My mum wasn’t quite as draconian around food in the house as some were, and maybe yours wasn’t either, but something everyone experienced, was the daily-diet-culture-orgy amongst the mothers whilst they dropped off, or picked up their cherubs in the school playground. It was toxic female competition at its finest, with the conversations going one of three ways:

The Deprivation Competition:

“Oh, you eat breakfast? I just can’t in the run up to Christmas”, “A coffee is tempting, but I know I will cave and get the croissant and I’m trying to be good at the moment”, “No carbs for me, this weight isn’t going to shift itself!”, “Oh it was no problem, Lily was a delight, I hope you don’t mind I just got the girls some oven pizza for supper… I stayed on the salad of course!”…

The Confession Session:

“I was a bit naughty and allowed myself a slither of birthday cake, but once a year won’t do too much damage.”, “God we were so bad last night, why did you let me order pudding! That’s the diet down the drain!”, “Keep me away from the bake sale, cupcakes are my weakness”…

The Exercise Comparison:

“I’m off for a run, got to burn off those Easter eggs!”, “You should come to Legs, Bums and Tums with me, Savanna, the instructor has worked wonders on my baby weight.”… (Why is exercise so hard?)

You never knew who the next weakest link was going to be, they all fell off and clambered back onto the ‘band wagon’ several times a week. What was plain to see, was that proving one’s starvation led to a reaction of envy and admiration, whilst confessing one’s indulgence, created pity, and a silent smugness from those who had managed to cling onto their punitive diets one day longer. This again, was passed onto the children listening in. We were all mindlessly absorbing this everyday. Through these daily conversations, we picked up the hyper-normalisation of restrictive behaviours, the need for “discipline" around portion sizes, and the fact that having a baby was a “death sentence” for your body.
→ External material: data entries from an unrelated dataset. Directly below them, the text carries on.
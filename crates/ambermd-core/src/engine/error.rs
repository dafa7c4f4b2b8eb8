use std::io;
use std::path::{Path, PathBuf};
use thiserror::Error;

use super::config::ConfigError;

#[derive(Debug, Error)]
pub enum EngineError {
    #[error("Command `{command}` failed: {message}")]
    JobExecution { command: String, message: String },

    #[error("Failed to parse structure '{}': {message}", path.display())]
    StructureParse { path: PathBuf, message: String },

    #[error("Unsupported system: {0}")]
    UnsupportedSystem(String),

    #[error("Required tool '{tool}' not found (looked for executable '{executable}')")]
    MissingDependency { tool: &'static str, executable: String },

    #[error("Stage '{stage}' finished but did not produce '{}'", path.display())]
    MissingArtifact { stage: String, path: PathBuf },

    #[error("Invalid pipeline: {0}")]
    InvalidPipeline(String),

    #[error("I/O error on '{}': {source}", path.display())]
    Io {
        path: PathBuf,
        #[source]
        source: io::Error,
    },

    #[error("Invalid configuration: {0}")]
    Config(#[from] ConfigError),
}

impl EngineError {
    /// Wraps a format-level parse error for the file at `path`.
    pub fn structure(path: impl AsRef<Path>, error: impl std::fmt::Display) -> Self {
        Self::StructureParse {
            path: path.as_ref().to_path_buf(),
            message: error.to_string(),
        }
    }

    pub fn io(path: impl AsRef<Path>, source: io::Error) -> Self {
        Self::Io {
            path: path.as_ref().to_path_buf(),
            source,
        }
    }
}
An image of the author (Rach) clenching her fists with her eyes shut. There is a speech bubbles that reads "MUST. IGNORE. CAKE. SALE.", because this is the messaging young kids pick up from their mothers in the playground.

The requirement of women/girls to suppress our instincts and appetites was modelled as part of growing up.

I don’t want to give you a vendetta against your own Mum by painting the picture that she was the root of all your deepest insecurities, because it really isn’t her fault. Even without social media, diet culture has been a driving force in their lives almost as much as ours. Dieting and staying small is practically a 20th century female survival instinct and they want to protect us. Anyway, diet culture would be sure to introduce itself into our lives no matter how our parents behaved around food. It is impossible to block it out.

However, we are a product of our surroundings, and growing up, seeing those you love and trust subscribing to a belief system that tells us all to hate ourselves unless we are ‘thin’, and using certain behaviours to adhere to that system, is going to rub off on you. (Can I not be a natural Kim Kardashian?) You are too, going to feel subconsciously attached to that belief system.

Hating ourselves is learned behaviour. We didn’t come out of the womb wishing our thighs were smaller. Just like sexist bigots didn’t come out telling the mid-wife to ‘smile more’. As I would tell boys not to refer to girls as if they were meat just because their Dad does, I will ask you not to be a cunt to your body, just because your mum was to hers. There was never anything wrong with her thighs, and there is nothing wrong with yours.